Humboldt County petitioned the State Supreme Court to depublish the findings because, according to Blanck, the appellate court dismissed the evidence of neglect, the medical records and APS investigation notes. The request was denied because, the court said, the county lacked a reasonable cause for the request.
Judy Thomas, CEO of Coalition for Compassionate Care, was asked what issue was at the root for such legal fighting.

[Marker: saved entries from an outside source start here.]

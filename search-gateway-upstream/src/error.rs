//! Errors produced while validating and forwarding search requests.

use thiserror::Error;

/// Why a set of inbound parameters was rejected.
///
/// Each variant names the offending parameter, so the message can be shown
/// to the caller as is.
#[derive(Clone, Debug, Error, PartialEq, Eq)]
#[allow(missing_docs, clippy::missing_docs_in_private_items)]
pub enum ValidationError {
    #[error("Missing required parameter `{0}`")]
    MissingRequiredParameter(&'static str),

    #[error("Parameter `{0}` must be an integer")]
    InvalidParameterType(&'static str),

    #[error("Parameter `{key}` must be between {min} and {max}")]
    ParameterOutOfRange {
        key: &'static str,
        min: i64,
        max: i64,
    },

    #[error("Parameter `{key}` must be one of: {}", .allowed.join(", "))]
    InvalidParameterValue {
        key: &'static str,
        allowed: &'static [&'static str],
    },
}

impl ValidationError {
    /// The parameter that failed validation.
    pub fn key(&self) -> &'static str {
        match self {
            Self::MissingRequiredParameter(key) | Self::InvalidParameterType(key) => key,
            Self::ParameterOutOfRange { key, .. } | Self::InvalidParameterValue { key, .. } => key,
        }
    }
}

/// Why the upstream did not produce a usable response.
#[derive(Debug, Error)]
pub enum ForwardError {
    /// The upstream answered with a non-success status.
    #[error("Upstream search API returned {status}: {body}")]
    UpstreamHttp {
        /// The HTTP status code returned.
        status: u16,
        /// The response body, or a description of why it couldn't be read.
        body: String,
    },

    /// The request could not be completed, or the response was unusable.
    #[error("Could not reach the upstream search API")]
    Transport(#[source] anyhow::Error),
}

/// Errors that may occur while building the catalog or the forwarder.
#[derive(Debug, Error)]
pub enum SetupError {
    /// The endpoint tables break one of their invariants.
    #[error("Invalid endpoint catalog: {0}")]
    InvalidCatalog(String),

    /// The upstream settings can't be used.
    #[error("Invalid upstream configuration")]
    InvalidConfiguration(#[source] anyhow::Error),

    /// The HTTP client could not be constructed.
    #[error("Could not set up the upstream HTTP client")]
    Network(#[source] anyhow::Error),
}

#[cfg(test)]
mod tests {
    use super::{ForwardError, ValidationError};
    use pretty_assertions::assert_eq;

    #[test]
    fn messages_name_the_parameter() {
        assert_eq!(
            ValidationError::ParameterOutOfRange {
                key: "display",
                min: 1,
                max: 5
            }
            .to_string(),
            "Parameter `display` must be between 1 and 5"
        );
        assert_eq!(
            ValidationError::InvalidParameterValue {
                key: "sort",
                allowed: &["sim", "date"]
            }
            .to_string(),
            "Parameter `sort` must be one of: sim, date"
        );
        assert_eq!(ValidationError::InvalidParameterType("start").key(), "start");
    }

    #[test]
    fn upstream_errors_embed_status_and_body() {
        let error = ForwardError::UpstreamHttp {
            status: 403,
            body: r#"{"errorCode":"024"}"#.to_string(),
        };
        assert_eq!(
            error.to_string(),
            r#"Upstream search API returned 403: {"errorCode":"024"}"#
        );
    }
}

“We do have a literacy issue in society,” replied Thomas. “People don’t know what the aging process looks like through the very end of any serious illness or chronic condition all the way to active dying.”
This lack of awareness has physical ramifications to it that tend to be counter-productive if misdiagnosed. Thomas said that once dying actively and irreversibly begins, sustaining treatment can cause undo suffering while it tries to fight a natural process.
“Hopefully people will still have advance directives and not be scared off by this,” said Thomas.